Should the police record crime?

By 
Richard Garside
Tuesday, 9 June 2015

The children's charity the NSPCC publishes regularly-cited research on the extent of child abuse and neglect in the United Kingdom.

Its 2013 report, How safe are our children? claims that nearly 800,000 children were victims of maltreatment by a parent, guardian or other adult in 2011. For every one child subject to a child protection plan or on a child protection register, the NSPCC estimates a further eight have experienced maltreatment.

Knowledge of the nature and extent of child abuse and neglect is a necessary spur for sustained and concerted action.

Should the NSPCC iself be in the business of compiling and publishing such data?

The question was posed this morning by The Guardian's David Walker, at an event on crime statistics hosted by the UK Statistics Authority (UKSA). The NSPCC, he argued, had an interest in raised public awareness of child abuse and neglect, not least of all because of the public fundraising work it did. While its work was in many respects laudable, it was hardly an impartial statistical body.

Lisa Harker from the NSPCC did not disagree. In the absence of a public body doing this work, she said, the NSPCC was the least worst option.

The implication of this exchange is clear. Organisations with a institutional interest in the results of a statistical exercise are not best placed to compile those statistics in the first place. This is the case regardless of internal checks, the rigour of external inspection and audit, or the quality and integrity of individuals working in these institutions.

So what about police recorded crime data? The police collect the data forming the basis of police recorded crime statistics. They also have a vested interest in recorded crime falling, for reasons explained by Tim Hope in his Dishonest politician's guide.

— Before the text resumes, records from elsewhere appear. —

// Copyright 2025 Tablesplit Contributors
//
// Licensed under the Apache License, Version 2.0 (the "License");
// you may not use this file except in compliance with the License.
// You may obtain a copy of the License at
//
//     http://www.apache.org/licenses/LICENSE-2.0
//
// Unless required by applicable law or agreed to in writing, software
// distributed under the License is distributed on an "AS IS" BASIS,
// WITHOUT WARRANTIES OR CONDITIONS OF ANY KIND, either express or implied.
// See the License for the specific language governing permissions and
// limitations under the License.

//! Scalar values
//!
//! [`Value`] is the unit exchanged between columns and aggregate functions:
//! cell reads produce one, reductions return one, and result columns are
//! built by appending them.

use std::fmt;
use std::sync::Arc;

use chrono::{NaiveDate, NaiveDateTime};

use super::types::ColumnType;

/// Date-time formats accepted when parsing text cells
/// Order matters - more specific formats first
const DATE_TIME_FORMATS: &[&str] = &[
    "%Y-%m-%dT%H:%M:%S%.f", // ISO with fractional seconds
    "%Y-%m-%dT%H:%M:%S",    // ISO
    "%Y-%m-%d %H:%M:%S%.f", // SQL-style with fractional seconds
    "%Y-%m-%d %H:%M:%S",    // SQL-style
    "%Y-%m-%dT%H:%M",       // ISO without seconds
    "%Y-%m-%d %H:%M",       // SQL-style without seconds
];

/// Date formats accepted when parsing text cells
const DATE_FORMATS: &[&str] = &[
    "%Y-%m-%d", // ISO
    "%Y/%m/%d", // Alternative with slashes
    "%m/%d/%Y", // US format
];

/// Canonical date rendering
pub const DATE_FORMAT: &str = "%Y-%m-%d";

/// Canonical date-time rendering
pub const DATE_TIME_FORMAT: &str = "%Y-%m-%dT%H:%M:%S%.3f";

/// A scalar value with type information
///
/// Text uses `Arc<str>` so values read out of string columns clone cheaply.
#[derive(Debug, Clone)]
pub enum Value {
    /// Missing value, tagged with the column type it came from
    Null(ColumnType),

    /// 64-bit signed integer
    Integer(i64),

    /// 64-bit floating point
    Float(f64),

    /// UTF-8 text
    Text(Arc<str>),

    /// Boolean
    Boolean(bool),

    /// Calendar date
    Date(NaiveDate),

    /// Date and time
    DateTime(NaiveDateTime),
}

impl Value {
    // =========================================================================
    // Constructors
    // =========================================================================

    /// Create a missing value of the given type
    pub fn null(column_type: ColumnType) -> Self {
        Value::Null(column_type)
    }

    /// Create an integer value
    pub fn integer(value: i64) -> Self {
        Value::Integer(value)
    }

    /// Create a float value
    pub fn float(value: f64) -> Self {
        Value::Float(value)
    }

    /// Create a text value
    pub fn text(value: impl Into<String>) -> Self {
        Value::Text(Arc::from(value.into().as_str()))
    }

    /// Create a boolean value
    pub fn boolean(value: bool) -> Self {
        Value::Boolean(value)
    }

    /// Create a date value
    pub fn date(value: NaiveDate) -> Self {
        Value::Date(value)
    }

    /// Create a date-time value
    pub fn date_time(value: NaiveDateTime) -> Self {
        Value::DateTime(value)
    }

    // =========================================================================
    // Accessors
    // =========================================================================

    /// Returns true if this is a missing value
    pub fn is_null(&self) -> bool {
        matches!(self, Value::Null(_))
    }

    /// Returns the column type that naturally stores this value
    pub fn column_type(&self) -> ColumnType {
        match self {
            Value::Null(ty) => *ty,
            Value::Integer(_) => ColumnType::Long,
            Value::Float(_) => ColumnType::Double,
            Value::Text(_) => ColumnType::String,
            Value::Boolean(_) => ColumnType::Boolean,
            Value::Date(_) => ColumnType::LocalDate,
            Value::DateTime(_) => ColumnType::LocalDateTime,
        }
    }

    /// Extract as i64, if integral
    pub fn as_int64(&self) -> Option<i64> {
        match self {
            Value::Integer(v) => Some(*v),
            _ => None,
        }
    }

    /// Extract as f64, if numeric
    pub fn as_float64(&self) -> Option<f64> {
        match self {
            Value::Integer(v) => Some(*v as f64),
            Value::Float(v) => Some(*v),
            _ => None,
        }
    }

    /// Extract as bool
    pub fn as_boolean(&self) -> Option<bool> {
        match self {
            Value::Boolean(b) => Some(*b),
            _ => None,
        }
    }

    /// Borrow as str
    pub fn as_str(&self) -> Option<&str> {
        match self {
            Value::Text(s) => Some(s),
            _ => None,
        }
    }

    /// Extract as date
    pub fn as_date(&self) -> Option<NaiveDate> {
        match self {
            Value::Date(d) => Some(*d),
            _ => None,
        }
    }

    /// Extract as date-time
    pub fn as_date_time(&self) -> Option<NaiveDateTime> {
        match self {
            Value::DateTime(t) => Some(*t),
            _ => None,
        }
    }
}

/// Format a float the way cells are rendered: shortest round-trip form,
/// always with a fractional part for integral values
pub(crate) fn format_float(value: f64) -> String {
    format!("{:?}", value)
}

/// Parse a date cell
pub fn parse_date(s: &str) -> Option<NaiveDate> {
    let s = s.trim();
    DATE_FORMATS
        .iter()
        .find_map(|fmt| NaiveDate::parse_from_str(s, fmt).ok())
}

/// Parse a date-time cell; a bare date is read as midnight
pub fn parse_date_time(s: &str) -> Option<NaiveDateTime> {
    let s = s.trim();
    DATE_TIME_FORMATS
        .iter()
        .find_map(|fmt| NaiveDateTime::parse_from_str(s, fmt).ok())
        .or_else(|| parse_date(s).and_then(|d| d.and_hms_opt(0, 0, 0)))
}

// =========================================================================
// Trait implementations
// =========================================================================

impl fmt::Display for Value {
    fn fmt(&self, f: &mut fmt::Formatter<'_>) -> fmt::Result {
        match self {
            Value::Null(_) => Ok(()),
            Value::Integer(v) => write!(f, "{}", v),
            Value::Float(v) => f.write_str(&format_float(*v)),
            Value::Text(s) => f.write_str(s),
            Value::Boolean(b) => write!(f, "{}", b),
            Value::Date(d) => write!(f, "{}", d.format(DATE_FORMAT)),
            Value::DateTime(t) => write!(f, "{}", t.format(DATE_TIME_FORMAT)),
        }
    }
}

impl PartialEq for Value {
    fn eq(&self, other: &Self) -> bool {
        match (self, other) {
            // Missing equals missing, whatever column it came from
            (Value::Null(_), Value::Null(_)) => true,
            (Value::Integer(a), Value::Integer(b)) => a == b,
            (Value::Float(a), Value::Float(b)) => a == b,
            (Value::Integer(a), Value::Float(b)) | (Value::Float(b), Value::Integer(a)) => {
                (*a as f64) == *b
            }
            (Value::Text(a), Value::Text(b)) => a == b,
            (Value::Boolean(a), Value::Boolean(b)) => a == b,
            (Value::Date(a), Value::Date(b)) => a == b,
            (Value::DateTime(a), Value::DateTime(b)) => a == b,
            _ => false,
        }
    }
}

impl From<i64> for Value {
    fn from(v: i64) -> Self {
        Value::Integer(v)
    }
}

impl From<i32> for Value {
    fn from(v: i32) -> Self {
        Value::Integer(v as i64)
    }
}

impl From<i16> for Value {
    fn from(v: i16) -> Self {
        Value::Integer(v as i64)
    }
}

impl From<usize> for Value {
    fn from(v: usize) -> Self {
        Value::Integer(v as i64)
    }
}

impl From<f64> for Value {
    fn from(v: f64) -> Self {
        Value::Float(v)
    }
}

impl From<f32> for Value {
    fn from(v: f32) -> Self {
        Value::Float(v as f64)
    }
}

impl From<bool> for Value {
    fn from(v: bool) -> Self {
        Value::Boolean(v)
    }
}

impl From<&str> for Value {
    fn from(v: &str) -> Self {
        Value::Text(Arc::from(v))
    }
}

impl From<String> for Value {
    fn from(v: String) -> Self {
        Value::Text(Arc::from(v.as_str()))
    }
}

impl From<NaiveDate> for Value {
    fn from(v: NaiveDate) -> Self {
        Value::Date(v)
    }
}

impl From<NaiveDateTime> for Value {
    fn from(v: NaiveDateTime) -> Self {
        Value::DateTime(v)
    }
}

#[cfg(test)]
mod tests {
    use super::*;

    #[test]
    fn test_null_equality() {
        assert_eq!(Value::null(ColumnType::Double), Value::null(ColumnType::Text));
        assert_ne!(Value::null(ColumnType::Double), Value::float(0.0));
        assert!(Value::null(ColumnType::Boolean).is_null());
    }

    #[test]
    fn test_numeric_equality() {
        assert_eq!(Value::integer(3), Value::float(3.0));
        assert_ne!(Value::float(f64::NAN), Value::float(f64::NAN));
        assert_eq!(Value::integer(3).as_float64(), Some(3.0));
        assert_eq!(Value::float(3.5).as_int64(), None);
    }

    #[test]
    fn test_display() {
        assert_eq!(Value::float(2.0).to_string(), "2.0");
        assert_eq!(Value::float(92.1).to_string(), "92.1");
        assert_eq!(Value::integer(-7).to_string(), "-7");
        assert_eq!(Value::boolean(true).to_string(), "true");
        assert_eq!(Value::null(ColumnType::Double).to_string(), "");
        let d = NaiveDate::from_ymd_opt(2014, 7, 9).unwrap();
        assert_eq!(Value::date(d).to_string(), "2014-07-09");
        let t = d.and_hms_milli_opt(13, 3, 44, 700).unwrap();
        assert_eq!(Value::date_time(t).to_string(), "2014-07-09T13:03:44.700");
    }

    #[test]
    fn test_parse_temporal() {
        let d = NaiveDate::from_ymd_opt(2014, 7, 9).unwrap();
        assert_eq!(parse_date("2014-07-09"), Some(d));
        assert_eq!(parse_date("07/09/2014"), Some(d));
        assert_eq!(parse_date("yesterday"), None);

        let t = parse_date_time("2014-07-09 13:03:44.7").unwrap();
        assert_eq!(t, d.and_hms_milli_opt(13, 3, 44, 700).unwrap());
        assert_eq!(
            parse_date_time("2014-07-09"),
            Some(d.and_hms_opt(0, 0, 0).unwrap())
        );
    }

    #[test]
    fn test_from_impls() {
        assert_eq!(Value::from(5i32), Value::integer(5));
        assert_eq!(Value::from("cat"), Value::text("cat"));
        assert_eq!(Value::from(true).as_boolean(), Some(true));
        assert_eq!(Value::from(1.5f64).column_type(), ColumnType::Double);
    }
}
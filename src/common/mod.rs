// Copyright 2025 Tablesplit Contributors
//
// Licensed under the Apache License, Version 2.0 (the "License");
// you may not use this file except in compliance with the License.
// You may obtain a copy of the License at
//
//     http://www.apache.org/licenses/LICENSE-2.0
//
// Unless required by applicable law or agreed to in writing, software
// distributed under the License is distributed on an "AS IS" BASIS,
// WITHOUT WARRANTIES OR CONDITIONS OF ANY KIND, either express or implied.
// See the License for the specific language governing permissions and
// limitations under the License.

//! Common utilities for Tablesplit
//!
//! - [`number`] - Decimal and percentage parsing of textual cells

pub mod number;

pub use number::{is_number, parse_decimal};
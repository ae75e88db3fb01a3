// Copyright 2025 Tablesplit Contributors
//
// Licensed under the Apache License, Version 2.0 (the "License");
// you may not use this file except in compliance with the License.
// You may obtain a copy of the License at
//
//     http://www.apache.org/licenses/LICENSE-2.0
//
// Unless required by applicable law or agreed to in writing, software
// distributed under the License is distributed on an "AS IS" BASIS,
// WITHOUT WARRANTIES OR CONDITIONS OF ANY KIND, either express or implied.
// See the License for the specific language governing permissions and
// limitations under the License.

//! Function Registry
//!
//! This module provides lookup of the built-in aggregate function factories
//! by name, for callers that pick functions at runtime.

use std::sync::OnceLock;

use rustc_hash::FxHashMap;

use super::aggregate;
use super::{AggregateFunction, FunctionInfo};
use crate::core::{Error, Result};

/// Global function registry instance
static GLOBAL_REGISTRY: OnceLock<FunctionRegistry> = OnceLock::new();

/// Get the global function registry
#[inline]
pub fn global_registry() -> &'static FunctionRegistry {
    GLOBAL_REGISTRY.get_or_init(FunctionRegistry::new)
}

/// Type alias for aggregate function factory
type AggregateFnFactory = fn(String) -> AggregateFunction;

/// Read-only table of aggregate function factories
///
/// Keys are case-insensitive and ignore underscores, so `"stdDev"`,
/// `"STD_DEV"` and `"stddev"` name the same function.
pub struct FunctionRegistry {
    factories: FxHashMap<&'static str, AggregateFnFactory>,
}

impl Default for FunctionRegistry {
    fn default() -> Self {
        Self::new()
    }
}

impl FunctionRegistry {
    /// Create a new function registry with all built-in functions registered
    pub fn new() -> Self {
        let mut registry = Self {
            factories: FxHashMap::default(),
        };

        // Numeric functions
        registry.register("sum", |c| aggregate::sum(c));
        registry.register("mean", |c| aggregate::mean(c));
        registry.register("median", |c| aggregate::median(c));
        registry.register("quartile1", |c| aggregate::quartile1(c));
        registry.register("quartile3", |c| aggregate::quartile3(c));
        registry.register("percentile90", |c| aggregate::percentile90(c));
        registry.register("percentile95", |c| aggregate::percentile95(c));
        registry.register("percentile99", |c| aggregate::percentile99(c));
        registry.register("min", |c| aggregate::min(c));
        registry.register("max", |c| aggregate::max(c));
        registry.register("range", |c| aggregate::range(c));
        registry.register("product", |c| aggregate::product(c));
        registry.register("geometricmean", |c| aggregate::geometric_mean(c));
        registry.register("populationvariance", |c| aggregate::population_variance(c));
        registry.register("variance", |c| aggregate::variance(c));
        registry.register("stddev", |c| aggregate::std_dev(c));
        registry.register("standarddeviation", |c| aggregate::standard_deviation(c));
        registry.register("quadraticmean", |c| aggregate::quadratic_mean(c));
        registry.register("skewness", |c| aggregate::skewness(c));
        registry.register("kurtosis", |c| aggregate::kurtosis(c));
        registry.register("sumofsquares", |c| aggregate::sum_of_squares(c));
        registry.register("sumoflogs", |c| aggregate::sum_of_logs(c));
        registry.register("first", |c| aggregate::first(c));
        registry.register("last", |c| aggregate::last(c));
        registry.register("change", |c| aggregate::change(c));
        registry.register("pctchange", |c| aggregate::pct_change(c));

        // Boolean functions
        registry.register("counttrue", |c| aggregate::count_true(c));
        registry.register("countfalse", |c| aggregate::count_false(c));
        registry.register("alltrue", |c| aggregate::all_true(c));
        registry.register("anytrue", |c| aggregate::any_true(c));
        registry.register("nonetrue", |c| aggregate::none_true(c));
        registry.register("proportiontrue", |c| aggregate::proportion_true(c));
        registry.register("proportionfalse", |c| aggregate::proportion_false(c));

        // Date/Time functions
        registry.register("earliestdate", |c| aggregate::earliest_date(c));
        registry.register("latestdate", |c| aggregate::latest_date(c));
        registry.register("earliestdatetime", |c| aggregate::earliest_date_time(c));
        registry.register("latestdatetime", |c| aggregate::latest_date_time(c));

        // Counting functions
        registry.register("count", |c| aggregate::count(c));
        registry.register("countnonmissing", |c| aggregate::count_non_missing(c));
        registry.register("countmissing", |c| aggregate::count_missing(c));
        registry.register("countwithmissing", |c| aggregate::count_with_missing(c));
        registry.register("countunique", |c| aggregate::count_unique(c));

        registry
    }

    fn register(&mut self, key: &'static str, factory: AggregateFnFactory) {
        self.factories.insert(key, factory);
    }

    fn lookup(&self, key: &str) -> Option<AggregateFnFactory> {
        // Fast path - key is already normalized
        if let Some(f) = self.factories.get(key) {
            return Some(*f);
        }
        let normalized: String = key
            .chars()
            .filter(|c| *c != '_')
            .map(|c| c.to_ascii_lowercase())
            .collect();
        self.factories.get(normalized.as_str()).copied()
    }

    /// Build the function registered under `key`, targeting `column`
    pub fn create(&self, key: &str, column: impl Into<String>) -> Result<AggregateFunction> {
        self.lookup(key)
            .map(|f| f(column.into()))
            .ok_or_else(|| Error::invalid_argument(format!("unknown aggregate function '{}'", key)))
    }

    /// Check if a function is registered under `key`
    pub fn contains(&self, key: &str) -> bool {
        self.lookup(key).is_some()
    }

    /// Get function info by key
    pub fn info(&self, key: &str) -> Option<FunctionInfo> {
        self.lookup(key).map(|f| f(String::new()).info())
    }

    /// List all registered keys, sorted
    pub fn function_names(&self) -> Vec<&'static str> {
        let mut names: Vec<&'static str> = self.factories.keys().copied().collect();
        names.sort_unstable();
        names
    }
}

#[cfg(test)]
mod tests {
    use super::*;
    use crate::core::ColumnType;
    use crate::functions::FunctionFamily;

    #[test]
    fn test_registry_case_insensitive() {
        let registry = global_registry();
        assert!(registry.contains("sum"));
        assert!(registry.contains("SUM"));
        assert!(registry.contains("countUnique"));
        assert!(registry.contains("count_unique"));
        assert!(!registry.contains("string_agg"));
    }

    #[test]
    fn test_create() {
        let f = global_registry().create("StdDev", "rating").unwrap();
        assert_eq!(f.function_name(), "Std. Deviation");
        assert_eq!(f.target_column(), "rating");

        let err = global_registry().create("nope", "rating").unwrap_err();
        assert!(matches!(err, Error::InvalidArgument(_)));
    }

    #[test]
    fn test_function_names_sorted() {
        let names = global_registry().function_names();
        assert_eq!(names.len(), 42);
        let mut sorted = names.clone();
        sorted.sort_unstable();
        assert_eq!(names, sorted);
        assert!(names.contains(&"percentile90"));
    }

    #[test]
    fn test_info() {
        let info = global_registry().info("earliestDate").unwrap();
        assert_eq!(info.name, "Earliest Date");
        assert_eq!(info.family, FunctionFamily::Date);
        assert_eq!(info.return_type, ColumnType::LocalDate);
        assert!(global_registry().info("nope").is_none());
    }
}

Given this, some police officers, some of the time, almost certainly fiddle the figures, as the Chief Inspector of Constabulary, Tom Winsor, told MPs in late 2013. In early 2014 the UK Statistics Authority concluded that police crime data for England and Wales could not be trusted.

Perhaps the work of collecting recorded crime data should be done by someone else? It was a point I put to the UKSA event this morning. No, said Tom Winsor. Too expensive to do it differently. External audit (by the Inspectorate of course) and better training of the police was the answer.

I'm usually sceptical of objections based on cost. Money can generally be found for priority projects, even in austere times. Continuing with a discredited approach, which has proven deeply resistant to genuine reform, does not inspire confidence. Its cost-effectiveness is also questionable.

One implication of continuing with the status quo is that the police can be trusted more than the NSPCC when it comes to the collation of statistics. This doesn't strike me as very plausible. But lack of plausibility is not normally a bar to the pursuit of dubious policies.

But with the Commissioner of City of London police Adrian Leppard telling the UKSA event that police recorded crime was 'dead in the water', change might just be possible.